In this post, I’m going to talk about how I approach testing from the standpoint of internal and external qualities. I’m also going to indicate why I think automation is a form of testing but certainly cannot be all of testing. However, bear with me, as I’m going to approach this via a specific scenario around games.
Why games? Well, in the past I’ve talked about testing games for graphics and performance as well as testing games for fairness or difficulty. As anyone who follows the game industry knows, lots of so-called “triple A” games have serious quality issues upon release. It’s worth considering how tricky game testing is.
I’m not excusing the state of certain game releases just because testing games is hard. But, in fact, testing games is hard and it’s at least worth understanding why.
At a glance, a reader might think that this post is of limited interest to them if they don’t test games or even care about games. But I think it’s instructive to consider how testing is carried out in different contexts. I also think it’s interesting to consider how much technical testing is required in this context and how much automation is often required. If you stick with me, I’ll show why I think approaching this via games helps us with thinking about testing in any context.
This post will match up a bit with my testing like it was 1980 post, which was not about games, but where there was quite a bit of focus on testers being proficient with code and where “automation” of some sort was front-and-center.

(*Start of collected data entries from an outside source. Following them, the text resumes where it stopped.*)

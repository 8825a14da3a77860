//! Type model for the gpgpu kernel translator.
//!
//! - [`TypeInfo`]: the closed set of kernel-side types
//! - [`DeclarationTable`]: helper return types, variable scope and struct interning
//! - [`ObjectSerializer`]: host values to types plus little-endian byte payloads
//!
//! The serializer and the struct interner agree on one field order
//! (byte-lexicographic by name), so a packed payload is always a valid
//! instance of the struct generated for the same shape.

mod decl_table;
mod error;
mod flags;
mod interner;
mod serializer;
mod type_info;
mod value;

pub use decl_table::DeclarationTable;
pub use error::TypeError;
pub use flags::ObjectFlags;
pub use interner::SharedStructInterner;
pub use serializer::{is_c_identifier, Chunk, ObjectSerializer, Packed};
pub use type_info::{ObjectType, ScalarKind, TypeInfo};
pub use value::{Shape, Value};
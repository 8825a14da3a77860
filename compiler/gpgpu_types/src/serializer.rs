//! Object serializer: host value to (type, byte payload).
//!
//! Leaves are visited in the same byte-lexicographic field order the struct
//! interner sorts by, so the payload for a value is laid out exactly like
//! the struct generated for its shape.

use std::collections::BTreeMap;

use crate::{
    DeclarationTable, ObjectFlags, ObjectType, ScalarKind, Shape, TypeError, TypeInfo, Value,
};

/// One little-endian scalar leaf.
#[derive(Copy, Clone, PartialEq, Eq, Debug)]
pub struct Chunk {
    bytes: [u8; 8],
    width: u8,
}

impl Chunk {
    pub fn u32(value: u32) -> Self {
        let mut bytes = [0; 8];
        bytes[..4].copy_from_slice(&value.to_le_bytes());
        Chunk { bytes, width: 4 }
    }

    pub fn f64(value: f64) -> Self {
        Chunk {
            bytes: value.to_le_bytes(),
            width: 8,
        }
    }

    #[inline]
    pub fn as_bytes(&self) -> &[u8] {
        &self.bytes[..usize::from(self.width)]
    }
}

/// Serialization result.
#[derive(Clone, PartialEq, Debug, Default)]
pub struct Packed {
    /// Kernel type of the value; `None` for null/undefined or when no
    /// declaration table is attached.
    pub ty: Option<TypeInfo>,
    pub chunks: Vec<Chunk>,
}

impl Packed {
    /// Concatenated payload.
    pub fn bytes(&self) -> Vec<u8> {
        let mut out = Vec::with_capacity(self.byte_len());
        for chunk in &self.chunks {
            out.extend_from_slice(chunk.as_bytes());
        }
        out
    }

    pub fn byte_len(&self) -> usize {
        self.chunks.iter().map(|c| c.as_bytes().len()).sum()
    }
}

/// Serializes shape samples and arguments.
///
/// Attached to a [`DeclarationTable`] it also produces types and interns
/// struct names; detached it only packs bytes.
pub struct ObjectSerializer<'a> {
    decls: Option<&'a mut DeclarationTable>,
}

impl<'a> ObjectSerializer<'a> {
    pub fn new(decls: &'a mut DeclarationTable) -> Self {
        ObjectSerializer { decls: Some(decls) }
    }

    pub fn detached() -> Self {
        ObjectSerializer { decls: None }
    }

    /// Serialize a top-level value.
    ///
    /// `global` marks a top-level object as living in kernel memory (kernel
    /// parameters); helper shapes pass `false`. Arrays are only accepted here,
    /// as the sample of an array-of-objects parameter.
    pub fn serialize(&mut self, value: &Value, global: bool) -> Result<Packed, TypeError> {
        let mut chunks = Vec::new();
        let ty = match value {
            Value::Array(items) => self.array(items, &mut chunks)?,
            other => self.value(other, global, &mut chunks)?,
        };
        tracing::trace!(kind = value.kind_name(), leaves = chunks.len(), "serialized value");
        Ok(Packed { ty, chunks })
    }

    fn value(
        &mut self,
        value: &Value,
        global: bool,
        chunks: &mut Vec<Chunk>,
    ) -> Result<Option<TypeInfo>, TypeError> {
        match value {
            Value::Bool(b) => {
                chunks.push(Chunk::u32(u32::from(*b)));
                Ok(Some(TypeInfo::Scalar(ScalarKind::Int)))
            }
            Value::Number(n) => {
                chunks.push(Chunk::f64(*n));
                Ok(Some(TypeInfo::Double))
            }
            Value::Undefined | Value::Null => Ok(None),
            Value::Object(fields) => self.object(fields, global, chunks),
            Value::String(_)
            | Value::Float32Array(_)
            | Value::Float64Array(_)
            | Value::Array(_) => Err(TypeError::UnsupportedValueType(value.kind_name())),
        }
    }

    fn object(
        &mut self,
        fields: &[(String, Value)],
        global: bool,
        chunks: &mut Vec<Chunk>,
    ) -> Result<Option<TypeInfo>, TypeError> {
        let mut properties = BTreeMap::new();
        let mut signature = Vec::new();

        for (key, field) in Value::sorted_fields(fields) {
            if !is_c_identifier(key) {
                return Err(TypeError::InvalidFieldName(key.to_owned()));
            }
            // Nested objects are embedded by value.
            if let Some(ty) = self.value(field, false, chunks)? {
                signature.push((ty.c_type()?, key.to_owned()));
                properties.insert(key.to_owned(), ty);
            }
        }

        let Some(decls) = self.decls.as_deref_mut() else {
            return Ok(None);
        };
        let name = decls.get_object(signature);
        let mut flags = ObjectFlags::FRESH;
        flags.set(ObjectFlags::GLOBAL, global);
        Ok(Some(TypeInfo::Object(ObjectType {
            name,
            flags,
            properties,
        })))
    }

    /// Array-of-objects sample: element 0 gives the type, every element must
    /// share its shape, and all elements are packed.
    fn array(
        &mut self,
        items: &[Value],
        chunks: &mut Vec<Chunk>,
    ) -> Result<Option<TypeInfo>, TypeError> {
        let Some(first) = items.first() else {
            return Err(TypeError::EmptyArraySample);
        };
        let Value::Object(first_fields) = first else {
            return Err(TypeError::NonObjectArrayElement {
                index: 0,
                found: first.kind_name(),
            });
        };
        let expected = element_shape(first, 0)?;
        let element = self.object(first_fields, false, chunks)?;

        let mut rest = ObjectSerializer::detached();
        for (index, item) in items.iter().enumerate().skip(1) {
            if element_shape(item, index)? != expected {
                return Err(TypeError::HeterogeneousArray { index });
            }
            rest.value(item, false, chunks)?;
        }

        Ok(element.map(TypeInfo::array))
    }
}

/// `[A-Za-z_][A-Za-z0-9_]*`
pub fn is_c_identifier(name: &str) -> bool {
    let mut chars = name.chars();
    chars
        .next()
        .is_some_and(|c| c.is_ascii_alphabetic() || c == '_')
        && chars.all(|c| c.is_ascii_alphanumeric() || c == '_')
}

fn element_shape(item: &Value, index: usize) -> Result<Shape, TypeError> {
    if !matches!(item, Value::Object(_)) {
        return Err(TypeError::NonObjectArrayElement {
            index,
            found: item.kind_name(),
        });
    }
    item.shape()?
        .ok_or(TypeError::NonObjectArrayElement {
            index,
            found: item.kind_name(),
        })
}
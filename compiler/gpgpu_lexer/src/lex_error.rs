//! Lexer errors.

use gpgpu_ir::Span;
use thiserror::Error;

#[derive(Debug, Clone, PartialEq, Eq, Error)]
pub enum LexError {
    #[error("unexpected character `{text}`")]
    UnexpectedCharacter { text: String, span: Span },

    #[error("unterminated string literal")]
    UnterminatedString { span: Span },

    #[error("invalid numeric literal `{text}`")]
    InvalidNumber { text: String, span: Span },

    #[error("source of {0} bytes exceeds the 4 GiB limit")]
    SourceTooLarge(usize),
}

impl LexError {
    /// Build the error for a slice logos could not match.
    pub(crate) fn classify(slice: &str, span: Span) -> Self {
        match slice.chars().next() {
            Some('"' | '\'') => LexError::UnterminatedString { span },
            Some(c) if c.is_ascii_digit() => LexError::InvalidNumber {
                text: slice.to_owned(),
                span,
            },
            _ => LexError::UnexpectedCharacter {
                text: slice.to_owned(),
                span,
            },
        }
    }

    pub fn span(&self) -> Span {
        match self {
            LexError::UnexpectedCharacter { span, .. }
            | LexError::UnterminatedString { span }
            | LexError::InvalidNumber { span, .. } => *span,
            LexError::SourceTooLarge(_) => Span::DUMMY,
        }
    }
}
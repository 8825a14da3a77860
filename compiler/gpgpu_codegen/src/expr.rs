//! Expression code generation.
//!
//! Turns one AST expression into C text plus its [`TypeInfo`]. Object values
//! follow two rules:
//!
//! - Global and reference objects are dereferenced where they are read, so
//!   everything built on top of an identifier sees a plain value type.
//! - Only orphan objects may be bound by assignment. Anything else must go
//!   through `this.copy(obj)`, which is the one place a struct copy is made.

use std::collections::BTreeMap;

use gpgpu_ir::stack::ensure_sufficient_stack;
use gpgpu_ir::{
    AssignOp, BinaryOp, Expr, ExprId, ExprKind, Literal, Loc, MemberProperty, Property,
    PropertyKeyKind, Span, UnaryOp,
};
use gpgpu_parse::ParseOutput;
use gpgpu_types::{
    is_c_identifier, DeclarationTable, ObjectFlags, ObjectType, ScalarKind, TypeInfo,
};

use crate::{CodegenError, ExpressionContext};

/// Generated C text and its type.
#[derive(Clone, PartialEq, Debug)]
pub struct ParsedExpr {
    pub text: String,
    pub ty: TypeInfo,
}

impl ParsedExpr {
    /// Dereference a global object that reached the top of a parse.
    fn deref_global(self) -> Self {
        if self.ty.is_object_with(ObjectFlags::GLOBAL) {
            ParsedExpr {
                text: format!("(*{})", self.text),
                ty: self.ty.without_flags(ObjectFlags::GLOBAL),
            }
        } else {
            self
        }
    }
}

/// Expression parser for one function body.
pub struct ExpressionParser<'a> {
    ast: &'a ParseOutput,
    pub(crate) decls: &'a mut DeclarationTable,
}
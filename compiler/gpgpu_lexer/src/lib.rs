//! Lexer for the JavaScript kernel subset, built on logos.
//!
//! Produces a `Vec<Token>` terminated by an `Eof` token. Whitespace and
//! comments are dropped; line breaks are recorded on the following token
//! as `newline_before` so the parser can apply semicolon insertion.

mod lex_error;

use gpgpu_ir::{Span, Token, TokenKind};
use logos::Logos;

pub use lex_error::LexError;

/// Raw token from logos, before payload conversion.
#[derive(Logos, Debug, Clone, PartialEq)]
#[logos(skip r"[ \t\r\f]+")]
enum RawToken {
    #[token("\n")]
    Newline,

    #[regex(r"//[^\n]*")]
    LineComment,

    #[regex(r"/\*([^*]|\*+[^*/])*\*+/")]
    BlockComment,

    // Keywords
    #[token("true")]
    True,
    #[token("false")]
    False,
    #[token("null")]
    Null,
    #[token("this")]
    This,
    #[token("function")]
    Function,
    #[token("const")]
    Const,
    #[token("let")]
    Let,
    #[token("var")]
    Var,
    #[token("if")]
    If,
    #[token("else")]
    Else,
    #[token("for")]
    For,
    #[token("while")]
    While,
    #[token("do")]
    Do,
    #[token("return")]
    Return,
    #[token("break")]
    Break,
    #[token("continue")]
    Continue,
    #[token("new")]
    New,
    #[token("typeof")]
    Typeof,

    // Delimiters
    #[token("(")]
    LParen,
    #[token(")")]
    RParen,
    #[token("{")]
    LBrace,
    #[token("}")]
    RBrace,
    #[token("[")]
    LBracket,
    #[token("]")]
    RBracket,
    #[token(";")]
    Semicolon,
    #[token(",")]
    Comma,
    #[token(".")]
    Dot,
    #[token("...")]
    Ellipsis,
    #[token("?")]
    Question,
    #[token(":")]
    Colon,
    #[token("=>")]
    Arrow,

    // Operators
    #[token("===")]
    EqEqEq,
    #[token("==")]
    EqEq,
    #[token("!==")]
    NotEqEq,
    #[token("!=")]
    NotEq,
    #[token("<=")]
    LtEq,
    #[token(">=")]
    GtEq,
    #[token("<<=")]
    ShlEq,
    #[token(">>=")]
    ShrEq,
    #[token(">>>=")]
    UShrEq,
    #[token("<<")]
    Shl,
    #[token(">>")]
    Shr,
    #[token(">>>")]
    UShr,
    #[token("<")]
    Lt,
    #[token(">")]
    Gt,
    #[token("++")]
    PlusPlus,
    #[token("--")]
    MinusMinus,
    #[token("+=")]
    PlusEq,
    #[token("-=")]
    MinusEq,
    #[token("**=")]
    StarStarEq,
    #[token("*=")]
    StarEq,
    #[token("/=")]
    SlashEq,
    #[token("%=")]
    PercentEq,
    #[token("&=")]
    AmpEq,
    #[token("|=")]
    PipeEq,
    #[token("^=")]
    CaretEq,
    #[token("&&")]
    AmpAmp,
    #[token("||")]
    PipePipe,
    #[token("**")]
    StarStar,
    #[token("+")]
    Plus,
    #[token("-")]
    Minus,
    #[token("*")]
    Star,
    #[token("/")]
    Slash,
    #[token("%")]
    Percent,
    #[token("&")]
    Amp,
    #[token("|")]
    Pipe,
    #[token("^")]
    Caret,
    #[token("!")]
    Bang,
    #[token("~")]
    Tilde,
    #[token("=")]
    Eq,

    // Hex integer
    #[regex(r"0[xX][0-9a-fA-F]+", |lex| {
        let s = lex.slice();
        u64::from_str_radix(&s[2..], 16).ok().map(|v| v as f64)
    })]
    HexNumber(f64),

    // Decimal, fraction and exponent forms
    #[regex(r"([0-9]+(\.[0-9]*)?|\.[0-9]+)([eE][+-]?[0-9]+)?", |lex| {
        lex.slice().parse::<f64>().ok()
    })]
    Number(f64),

    #[regex(r#""([^"\\\n\r]|\\.)*""#)]
    #[regex(r"'([^'\\\n\r]|\\.)*'")]
    String,

    #[regex(r"[a-zA-Z_$][a-zA-Z0-9_$]*")]
    Ident,
}

/// Lex kernel source into tokens.
pub fn lex(source: &str) -> Result<Vec<Token>, LexError> {
    let eof_pos =
        u32::try_from(source.len()).map_err(|_| LexError::SourceTooLarge(source.len()))?;

    let mut result = Vec::new();
    let mut logos = RawToken::lexer(source);
    let mut newline_before = false;

    while let Some(token_result) = logos.next() {
        let range = logos.span();
        let span = Span::try_from_range(range.clone())
            .map_err(|_| LexError::SourceTooLarge(source.len()))?;
        let slice = logos.slice();

        let raw = match token_result {
            Ok(raw) => raw,
            Err(()) => return Err(LexError::classify(slice, span)),
        };

        let kind = match raw {
            RawToken::Newline => {
                newline_before = true;
                continue;
            }
            RawToken::LineComment => continue,
            RawToken::BlockComment => {
                newline_before |= slice.contains('\n');
                continue;
            }
            other => convert_token(other, slice),
        };

        result.push(Token {
            kind,
            span,
            newline_before,
        });
        newline_before = false;
    }

    result.push(Token {
        kind: TokenKind::Eof,
        span: Span::point(eof_pos),
        newline_before,
    });

    tracing::trace!(tokens = result.len(), "lexed source");
    Ok(result)
}

fn convert_token(raw: RawToken, slice: &str) -> TokenKind {
    match raw {
        RawToken::Number(n) | RawToken::HexNumber(n) => TokenKind::Number(n),
        RawToken::String => TokenKind::Str(unescape(&slice[1..slice.len() - 1])),
        RawToken::Ident => TokenKind::Ident(slice.to_owned()),

        RawToken::True => TokenKind::True,
        RawToken::False => TokenKind::False,
        RawToken::Null => TokenKind::Null,
        RawToken::This => TokenKind::This,
        RawToken::Function => TokenKind::Function,
        RawToken::Const => TokenKind::Const,
        RawToken::Let => TokenKind::Let,
        RawToken::Var => TokenKind::Var,
        RawToken::If => TokenKind::If,
        RawToken::Else => TokenKind::Else,
        RawToken::For => TokenKind::For,
        RawToken::While => TokenKind::While,
        RawToken::Do => TokenKind::Do,
        RawToken::Return => TokenKind::Return,
        RawToken::Break => TokenKind::Break,
        RawToken::Continue => TokenKind::Continue,
        RawToken::New => TokenKind::New,
        RawToken::Typeof => TokenKind::Typeof,

        RawToken::LParen => TokenKind::LParen,
        RawToken::RParen => TokenKind::RParen,
        RawToken::LBrace => TokenKind::LBrace,
        RawToken::RBrace => TokenKind::RBrace,
        RawToken::LBracket => TokenKind::LBracket,
        RawToken::RBracket => TokenKind::RBracket,
        RawToken::Semicolon => TokenKind::Semicolon,
        RawToken::Comma => TokenKind::Comma,
        RawToken::Dot => TokenKind::Dot,
        RawToken::Ellipsis => TokenKind::Ellipsis,
        RawToken::Question => TokenKind::Question,
        RawToken::Colon => TokenKind::Colon,
        RawToken::Arrow => TokenKind::Arrow,

        RawToken::EqEqEq => TokenKind::EqEqEq,
        RawToken::EqEq => TokenKind::EqEq,
        RawToken::NotEqEq => TokenKind::NotEqEq,
        RawToken::NotEq => TokenKind::NotEq,
        RawToken::LtEq => TokenKind::LtEq,
        RawToken::GtEq => TokenKind::GtEq,
        RawToken::ShlEq => TokenKind::ShlEq,
        RawToken::ShrEq => TokenKind::ShrEq,
        RawToken::UShrEq => TokenKind::UShrEq,
        RawToken::Shl => TokenKind::Shl,
        RawToken::Shr => TokenKind::Shr,
        RawToken::UShr => TokenKind::UShr,
        RawToken::Lt => TokenKind::Lt,
        RawToken::Gt => TokenKind::Gt,
        RawToken::PlusPlus => TokenKind::PlusPlus,
        RawToken::MinusMinus => TokenKind::MinusMinus,
        RawToken::PlusEq => TokenKind::PlusEq,
        RawToken::MinusEq => TokenKind::MinusEq,
        RawToken::StarStarEq => TokenKind::StarStarEq,
        RawToken::StarEq => TokenKind::StarEq,
        RawToken::SlashEq => TokenKind::SlashEq,
        RawToken::PercentEq => TokenKind::PercentEq,
        RawToken::AmpEq => TokenKind::AmpEq,
        RawToken::PipeEq => TokenKind::PipeEq,
        RawToken::CaretEq => TokenKind::CaretEq,
        RawToken::AmpAmp => TokenKind::AmpAmp,
        RawToken::PipePipe => TokenKind::PipePipe,
        RawToken::StarStar => TokenKind::StarStar,
        RawToken::Plus => TokenKind::Plus,
        RawToken::Minus => TokenKind::Minus,
        RawToken::Star => TokenKind::Star,
        RawToken::Slash => TokenKind::Slash,
        RawToken::Percent => TokenKind::Percent,
        RawToken::Amp => TokenKind::Amp,
        RawToken::Pipe => TokenKind::Pipe,
        RawToken::Caret => TokenKind::Caret,
        RawToken::Bang => TokenKind::Bang,
        RawToken::Tilde => TokenKind::Tilde,
        RawToken::Eq => TokenKind::Eq,

        // Trivia never reaches conversion.
        RawToken::Newline | RawToken::LineComment | RawToken::BlockComment => TokenKind::Eof,
    }
}

/// Resolve escape sequences in a string literal body.
fn unescape(s: &str) -> String {
    let mut result = String::with_capacity(s.len());
    let mut chars = s.chars();
    while let Some(c) = chars.next() {
        if c != '\\' {
            result.push(c);
            continue;
        }
        match chars.next() {
            Some('n') => result.push('\n'),
            Some('t') => result.push('\t'),
            Some('r') => result.push('\r'),
            Some('0') => result.push('\0'),
            Some(other) => result.push(other),
            None => result.push('\\'),
        }
    }
    result
}

#[cfg(test)]
mod tests {
    use super::*;
    use pretty_assertions::assert_eq;

    fn kinds(source: &str) -> Vec<TokenKind> {
        match lex(source) {
            Ok(tokens) => tokens.into_iter().map(|t| t.kind).collect(),
            Err(e) => panic!("lex failed: {e}"),
        }
    }

    #[test]
    fn unescape_sequences() {
        assert_eq!(unescape(r"a\nb"), "a\nb");
        assert_eq!(unescape(r#"\"q\""#), "\"q\"");
        assert_eq!(unescape(r"\\"), "\\");
        assert_eq!(unescape(r"\x"), "x");
    }

    #[test]
    fn keywords_win_over_identifiers() {
        assert_eq!(
            kinds("this thisValue"),
            vec![
                TokenKind::This,
                TokenKind::Ident("thisValue".into()),
                TokenKind::Eof
            ]
        );
    }

    #[test]
    fn longest_operator_match() {
        assert_eq!(
            kinds("a !== b >>>= c ** d"),
            vec![
                TokenKind::Ident("a".into()),
                TokenKind::NotEqEq,
                TokenKind::Ident("b".into()),
                TokenKind::UShrEq,
                TokenKind::Ident("c".into()),
                TokenKind::StarStar,
                TokenKind::Ident("d".into()),
                TokenKind::Eof,
            ]
        );
    }
}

Not, I should note, as a replacement for humans but as a way to assist. As a testing industry, allowing for some generalization here, we’ve disconnected from the development industry in many ways and enabled an often fruitless set of debates setting up an ineradicable opposition between “manual” and “automated” testing.
Our Game Test Scenario
Imagine this: you’re a tester at a game development studio. Your development team has implemented a highly anticipated feature: a subsurface skin scattering shader.
Yikes, what does that even mean?
When light interacts with translucent materials — like marble or wax — it doesn’t just reflect off the surface. It penetrates a short distance beneath the surface, scatters within the material, and then exits at a different point. This creates a softer, more diffused appearance compared to purely surface reflections. Here’s an example of how developers might set this up in the popular Unreal Engine.

From the standpoint of skin specifically, consider that if you shine a flashlight on your hand, the red glow you see is caused by light scattering through your skin and interacting with blood and tissue.

A subsurface skin scattering shader is a piece of rendering technology designed to replicate the effect I just described in a virtual environment. By simulating how light interacts with layers beneath the surface of a character’s skin, it adds depth and realism to digital characters, making them appear more lifelike.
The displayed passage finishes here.